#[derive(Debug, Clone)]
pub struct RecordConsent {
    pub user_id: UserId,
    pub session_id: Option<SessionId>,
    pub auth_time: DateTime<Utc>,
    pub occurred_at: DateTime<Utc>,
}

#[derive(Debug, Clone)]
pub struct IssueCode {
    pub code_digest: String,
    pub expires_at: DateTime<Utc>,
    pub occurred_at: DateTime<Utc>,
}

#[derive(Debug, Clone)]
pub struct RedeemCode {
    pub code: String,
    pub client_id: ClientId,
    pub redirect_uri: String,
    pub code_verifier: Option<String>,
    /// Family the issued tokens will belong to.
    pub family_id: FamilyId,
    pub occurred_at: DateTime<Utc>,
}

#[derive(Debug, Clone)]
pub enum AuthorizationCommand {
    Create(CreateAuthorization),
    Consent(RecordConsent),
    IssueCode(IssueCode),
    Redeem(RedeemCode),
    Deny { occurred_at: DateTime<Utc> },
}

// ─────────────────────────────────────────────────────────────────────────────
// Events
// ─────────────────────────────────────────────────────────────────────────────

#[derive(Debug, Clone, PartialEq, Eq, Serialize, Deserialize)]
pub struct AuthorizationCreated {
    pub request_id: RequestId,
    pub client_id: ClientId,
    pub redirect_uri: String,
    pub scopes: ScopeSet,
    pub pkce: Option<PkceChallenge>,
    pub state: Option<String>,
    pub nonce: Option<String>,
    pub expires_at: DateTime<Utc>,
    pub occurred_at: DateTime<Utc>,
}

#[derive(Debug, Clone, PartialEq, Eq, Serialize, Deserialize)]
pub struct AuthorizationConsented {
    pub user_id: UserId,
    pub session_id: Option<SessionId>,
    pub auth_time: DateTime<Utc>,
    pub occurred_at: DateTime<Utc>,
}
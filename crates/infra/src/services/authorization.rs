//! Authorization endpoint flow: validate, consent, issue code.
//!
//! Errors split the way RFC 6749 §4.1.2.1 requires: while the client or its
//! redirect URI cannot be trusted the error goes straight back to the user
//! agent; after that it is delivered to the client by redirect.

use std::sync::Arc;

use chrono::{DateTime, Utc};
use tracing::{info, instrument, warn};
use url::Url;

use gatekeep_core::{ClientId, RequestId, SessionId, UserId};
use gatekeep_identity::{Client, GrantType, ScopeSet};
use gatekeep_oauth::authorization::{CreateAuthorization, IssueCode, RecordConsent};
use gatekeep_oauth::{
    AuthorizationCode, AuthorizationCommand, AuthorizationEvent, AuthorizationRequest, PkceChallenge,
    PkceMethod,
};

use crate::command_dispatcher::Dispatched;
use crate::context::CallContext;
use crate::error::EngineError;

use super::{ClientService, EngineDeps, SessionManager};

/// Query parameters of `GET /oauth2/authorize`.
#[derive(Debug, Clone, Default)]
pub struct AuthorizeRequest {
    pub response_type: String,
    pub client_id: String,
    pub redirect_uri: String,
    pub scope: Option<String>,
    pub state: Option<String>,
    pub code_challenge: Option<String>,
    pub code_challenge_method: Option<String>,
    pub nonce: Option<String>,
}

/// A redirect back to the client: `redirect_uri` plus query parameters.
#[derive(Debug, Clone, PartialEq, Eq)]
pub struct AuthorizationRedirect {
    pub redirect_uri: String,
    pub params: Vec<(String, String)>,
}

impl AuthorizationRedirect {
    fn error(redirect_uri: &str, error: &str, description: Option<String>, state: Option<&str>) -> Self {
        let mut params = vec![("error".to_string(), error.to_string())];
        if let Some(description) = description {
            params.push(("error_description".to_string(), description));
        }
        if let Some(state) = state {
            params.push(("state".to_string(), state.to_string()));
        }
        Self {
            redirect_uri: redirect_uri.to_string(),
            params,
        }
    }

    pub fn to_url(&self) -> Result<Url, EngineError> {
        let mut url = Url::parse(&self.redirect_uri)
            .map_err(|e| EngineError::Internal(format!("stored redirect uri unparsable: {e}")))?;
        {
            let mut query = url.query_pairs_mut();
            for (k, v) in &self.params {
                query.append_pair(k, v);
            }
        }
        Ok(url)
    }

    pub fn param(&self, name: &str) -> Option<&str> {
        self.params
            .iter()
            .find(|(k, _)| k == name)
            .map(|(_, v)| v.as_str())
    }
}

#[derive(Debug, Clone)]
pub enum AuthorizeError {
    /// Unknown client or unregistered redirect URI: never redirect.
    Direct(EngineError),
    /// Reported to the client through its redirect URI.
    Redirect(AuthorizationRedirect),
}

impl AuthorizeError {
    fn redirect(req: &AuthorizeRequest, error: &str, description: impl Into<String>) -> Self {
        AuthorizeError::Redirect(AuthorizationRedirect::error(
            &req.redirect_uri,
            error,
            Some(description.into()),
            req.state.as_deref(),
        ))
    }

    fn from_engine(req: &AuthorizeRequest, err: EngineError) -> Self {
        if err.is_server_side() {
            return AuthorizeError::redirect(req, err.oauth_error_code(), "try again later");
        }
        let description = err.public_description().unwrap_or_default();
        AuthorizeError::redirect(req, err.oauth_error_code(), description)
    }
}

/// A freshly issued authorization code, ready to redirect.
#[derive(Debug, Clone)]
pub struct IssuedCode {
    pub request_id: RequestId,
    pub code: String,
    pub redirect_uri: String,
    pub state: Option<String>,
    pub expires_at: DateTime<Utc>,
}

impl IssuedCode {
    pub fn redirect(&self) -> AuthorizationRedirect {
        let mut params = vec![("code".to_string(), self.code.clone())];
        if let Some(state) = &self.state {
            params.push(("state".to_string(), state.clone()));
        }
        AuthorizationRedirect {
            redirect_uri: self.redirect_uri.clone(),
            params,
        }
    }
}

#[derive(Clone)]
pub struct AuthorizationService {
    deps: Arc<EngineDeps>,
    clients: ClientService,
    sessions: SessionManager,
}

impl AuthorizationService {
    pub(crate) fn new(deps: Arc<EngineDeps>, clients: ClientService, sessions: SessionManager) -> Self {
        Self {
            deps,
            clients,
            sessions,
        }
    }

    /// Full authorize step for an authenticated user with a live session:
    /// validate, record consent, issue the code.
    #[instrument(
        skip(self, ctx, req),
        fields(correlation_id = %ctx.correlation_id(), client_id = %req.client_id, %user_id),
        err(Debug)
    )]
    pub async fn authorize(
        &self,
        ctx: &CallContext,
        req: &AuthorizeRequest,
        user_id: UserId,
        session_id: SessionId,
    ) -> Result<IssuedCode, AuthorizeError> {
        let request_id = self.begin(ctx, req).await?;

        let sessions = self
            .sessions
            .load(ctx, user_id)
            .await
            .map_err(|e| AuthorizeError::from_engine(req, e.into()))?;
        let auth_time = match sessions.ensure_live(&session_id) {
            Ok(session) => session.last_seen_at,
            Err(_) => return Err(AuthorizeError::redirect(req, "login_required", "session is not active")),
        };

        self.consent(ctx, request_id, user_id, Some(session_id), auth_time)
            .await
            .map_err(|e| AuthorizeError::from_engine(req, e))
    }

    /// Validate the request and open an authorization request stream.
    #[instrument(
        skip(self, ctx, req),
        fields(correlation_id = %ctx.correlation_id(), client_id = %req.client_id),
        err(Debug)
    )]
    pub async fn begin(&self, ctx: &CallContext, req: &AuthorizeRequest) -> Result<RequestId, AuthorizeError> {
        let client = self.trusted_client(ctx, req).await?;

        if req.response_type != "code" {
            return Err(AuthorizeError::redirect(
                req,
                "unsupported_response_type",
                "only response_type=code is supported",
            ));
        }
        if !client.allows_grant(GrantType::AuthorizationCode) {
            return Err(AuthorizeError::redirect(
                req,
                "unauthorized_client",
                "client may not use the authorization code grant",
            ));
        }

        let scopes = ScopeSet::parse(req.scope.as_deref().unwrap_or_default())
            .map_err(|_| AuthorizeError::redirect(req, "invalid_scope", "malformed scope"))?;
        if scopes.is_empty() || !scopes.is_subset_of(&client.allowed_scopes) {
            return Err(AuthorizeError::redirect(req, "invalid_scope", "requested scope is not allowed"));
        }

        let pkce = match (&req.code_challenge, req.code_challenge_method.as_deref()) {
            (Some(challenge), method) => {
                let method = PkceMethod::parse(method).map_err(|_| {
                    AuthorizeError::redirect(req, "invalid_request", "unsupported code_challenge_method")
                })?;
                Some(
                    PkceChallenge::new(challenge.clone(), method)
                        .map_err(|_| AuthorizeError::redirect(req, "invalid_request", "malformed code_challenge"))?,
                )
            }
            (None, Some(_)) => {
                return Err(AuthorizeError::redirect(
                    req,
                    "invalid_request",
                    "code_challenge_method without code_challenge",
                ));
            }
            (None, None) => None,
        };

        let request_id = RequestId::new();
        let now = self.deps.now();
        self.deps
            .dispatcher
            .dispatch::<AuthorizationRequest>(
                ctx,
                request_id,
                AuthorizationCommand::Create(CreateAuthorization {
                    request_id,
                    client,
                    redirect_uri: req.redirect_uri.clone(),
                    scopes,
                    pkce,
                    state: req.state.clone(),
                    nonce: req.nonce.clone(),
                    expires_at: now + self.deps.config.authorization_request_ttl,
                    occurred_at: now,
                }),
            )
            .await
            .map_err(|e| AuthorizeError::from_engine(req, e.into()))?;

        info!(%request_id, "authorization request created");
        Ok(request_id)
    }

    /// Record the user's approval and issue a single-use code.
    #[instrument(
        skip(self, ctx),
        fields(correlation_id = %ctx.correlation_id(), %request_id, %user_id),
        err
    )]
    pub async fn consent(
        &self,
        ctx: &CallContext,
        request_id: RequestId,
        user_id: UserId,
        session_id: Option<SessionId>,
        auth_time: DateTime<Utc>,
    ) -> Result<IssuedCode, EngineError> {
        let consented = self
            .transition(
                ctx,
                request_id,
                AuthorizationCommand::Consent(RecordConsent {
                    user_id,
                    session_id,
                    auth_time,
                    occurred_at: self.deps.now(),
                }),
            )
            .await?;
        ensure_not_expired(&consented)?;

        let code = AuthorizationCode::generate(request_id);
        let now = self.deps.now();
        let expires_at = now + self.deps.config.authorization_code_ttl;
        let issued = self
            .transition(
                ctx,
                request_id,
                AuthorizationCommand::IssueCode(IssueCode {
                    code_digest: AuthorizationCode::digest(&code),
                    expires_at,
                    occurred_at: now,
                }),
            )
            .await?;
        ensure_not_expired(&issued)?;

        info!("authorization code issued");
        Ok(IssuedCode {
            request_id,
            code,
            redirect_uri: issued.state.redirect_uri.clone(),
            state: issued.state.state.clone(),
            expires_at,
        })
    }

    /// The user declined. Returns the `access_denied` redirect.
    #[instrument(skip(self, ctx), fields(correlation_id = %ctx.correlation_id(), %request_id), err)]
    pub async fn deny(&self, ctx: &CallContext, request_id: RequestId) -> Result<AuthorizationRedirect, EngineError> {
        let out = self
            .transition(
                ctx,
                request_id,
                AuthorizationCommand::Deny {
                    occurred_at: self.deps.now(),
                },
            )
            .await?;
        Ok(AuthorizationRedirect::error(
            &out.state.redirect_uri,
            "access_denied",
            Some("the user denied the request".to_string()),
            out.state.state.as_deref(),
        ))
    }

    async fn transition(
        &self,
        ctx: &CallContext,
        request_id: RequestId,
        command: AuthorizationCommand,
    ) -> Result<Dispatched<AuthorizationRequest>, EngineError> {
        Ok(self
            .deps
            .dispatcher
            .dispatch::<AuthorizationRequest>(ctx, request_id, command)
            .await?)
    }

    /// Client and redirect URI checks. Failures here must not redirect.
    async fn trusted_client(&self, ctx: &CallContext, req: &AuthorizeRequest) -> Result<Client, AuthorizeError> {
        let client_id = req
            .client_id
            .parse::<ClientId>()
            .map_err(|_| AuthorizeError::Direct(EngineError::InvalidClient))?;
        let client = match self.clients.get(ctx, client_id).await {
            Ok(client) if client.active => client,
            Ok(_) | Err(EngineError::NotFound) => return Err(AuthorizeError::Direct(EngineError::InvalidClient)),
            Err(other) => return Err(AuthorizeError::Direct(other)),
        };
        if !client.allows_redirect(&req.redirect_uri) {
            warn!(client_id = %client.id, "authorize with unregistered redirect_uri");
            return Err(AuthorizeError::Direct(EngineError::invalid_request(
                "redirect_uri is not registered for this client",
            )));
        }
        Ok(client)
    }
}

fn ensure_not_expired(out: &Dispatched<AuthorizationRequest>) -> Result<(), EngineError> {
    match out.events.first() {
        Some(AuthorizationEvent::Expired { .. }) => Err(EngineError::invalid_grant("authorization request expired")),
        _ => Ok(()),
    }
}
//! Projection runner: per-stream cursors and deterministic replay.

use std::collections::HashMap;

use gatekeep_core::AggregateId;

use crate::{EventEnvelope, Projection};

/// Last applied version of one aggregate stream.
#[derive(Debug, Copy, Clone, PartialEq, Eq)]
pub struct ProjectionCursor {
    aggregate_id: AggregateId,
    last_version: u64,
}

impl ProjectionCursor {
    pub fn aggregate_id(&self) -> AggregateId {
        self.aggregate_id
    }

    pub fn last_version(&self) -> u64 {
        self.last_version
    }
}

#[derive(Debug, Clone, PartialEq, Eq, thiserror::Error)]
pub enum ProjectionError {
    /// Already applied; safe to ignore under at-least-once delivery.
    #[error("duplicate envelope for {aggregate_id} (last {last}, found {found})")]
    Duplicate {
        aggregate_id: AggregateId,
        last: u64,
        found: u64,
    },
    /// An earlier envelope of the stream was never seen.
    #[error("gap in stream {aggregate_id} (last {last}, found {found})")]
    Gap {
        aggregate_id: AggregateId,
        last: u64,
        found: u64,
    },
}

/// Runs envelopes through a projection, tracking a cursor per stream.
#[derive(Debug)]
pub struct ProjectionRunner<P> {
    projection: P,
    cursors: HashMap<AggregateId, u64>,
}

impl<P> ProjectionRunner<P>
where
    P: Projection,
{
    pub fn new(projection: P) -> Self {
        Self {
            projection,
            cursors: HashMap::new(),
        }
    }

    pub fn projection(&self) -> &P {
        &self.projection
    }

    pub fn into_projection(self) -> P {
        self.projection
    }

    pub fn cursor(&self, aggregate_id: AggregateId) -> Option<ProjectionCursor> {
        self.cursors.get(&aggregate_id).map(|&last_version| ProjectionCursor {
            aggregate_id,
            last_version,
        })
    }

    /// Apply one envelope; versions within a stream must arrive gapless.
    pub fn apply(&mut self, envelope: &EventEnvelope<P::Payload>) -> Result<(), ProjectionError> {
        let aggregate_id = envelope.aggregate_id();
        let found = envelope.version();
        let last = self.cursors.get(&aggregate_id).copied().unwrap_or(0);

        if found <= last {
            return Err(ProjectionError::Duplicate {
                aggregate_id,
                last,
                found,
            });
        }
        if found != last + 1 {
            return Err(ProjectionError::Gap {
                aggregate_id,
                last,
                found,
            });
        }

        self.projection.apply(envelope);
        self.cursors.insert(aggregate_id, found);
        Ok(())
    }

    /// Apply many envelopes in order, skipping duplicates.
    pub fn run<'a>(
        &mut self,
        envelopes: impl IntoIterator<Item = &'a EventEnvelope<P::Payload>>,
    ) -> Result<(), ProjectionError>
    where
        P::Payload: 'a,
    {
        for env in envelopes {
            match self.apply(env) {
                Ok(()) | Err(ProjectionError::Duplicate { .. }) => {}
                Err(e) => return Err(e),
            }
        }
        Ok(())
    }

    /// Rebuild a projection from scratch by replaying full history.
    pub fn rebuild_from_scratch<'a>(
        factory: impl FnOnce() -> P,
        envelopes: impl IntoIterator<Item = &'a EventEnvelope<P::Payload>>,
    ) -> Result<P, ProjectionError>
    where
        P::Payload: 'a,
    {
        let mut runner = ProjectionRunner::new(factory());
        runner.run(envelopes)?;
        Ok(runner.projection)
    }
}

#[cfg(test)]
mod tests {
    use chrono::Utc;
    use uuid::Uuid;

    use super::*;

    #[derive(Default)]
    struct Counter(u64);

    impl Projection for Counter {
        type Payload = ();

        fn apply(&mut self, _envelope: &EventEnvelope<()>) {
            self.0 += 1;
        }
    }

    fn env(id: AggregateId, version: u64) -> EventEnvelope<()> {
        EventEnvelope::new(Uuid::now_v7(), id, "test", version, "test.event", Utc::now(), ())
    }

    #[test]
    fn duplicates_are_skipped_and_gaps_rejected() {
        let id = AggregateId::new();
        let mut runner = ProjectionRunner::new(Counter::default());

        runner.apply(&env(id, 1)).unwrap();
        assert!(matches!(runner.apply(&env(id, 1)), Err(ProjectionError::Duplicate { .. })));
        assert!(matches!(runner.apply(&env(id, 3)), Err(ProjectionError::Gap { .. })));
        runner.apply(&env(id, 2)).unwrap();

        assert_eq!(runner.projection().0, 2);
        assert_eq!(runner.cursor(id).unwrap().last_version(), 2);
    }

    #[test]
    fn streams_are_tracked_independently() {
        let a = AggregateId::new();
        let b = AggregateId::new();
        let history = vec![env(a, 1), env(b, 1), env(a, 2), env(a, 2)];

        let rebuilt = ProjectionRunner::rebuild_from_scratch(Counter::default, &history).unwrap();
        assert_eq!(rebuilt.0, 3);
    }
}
━━━━
_TASK TO CARRY OUT_
Give back the records above exactly, limited to the lines between the one holding "use chrono::Utc;" and the one holding "let id = AggregateId::new();", inclusive.

_TASK RESPONSE_
    use chrono::Utc;
    use uuid::Uuid;

    use super::*;

    #[derive(Default)]
    struct Counter(u64);

    impl Projection for Counter {
        type Payload = ();

        fn apply(&mut self, _envelope: &EventEnvelope<()>) {
            self.0 += 1;
        }
    }

    fn env(id: AggregateId, version: u64) -> EventEnvelope<()> {
        EventEnvelope::new(Uuid::now_v7(), id, "test", version, "test.event", Utc::now(), ())
    }

    #[test]
    fn duplicates_are_skipped_and_gaps_rejected() {
        let id = AggregateId::new();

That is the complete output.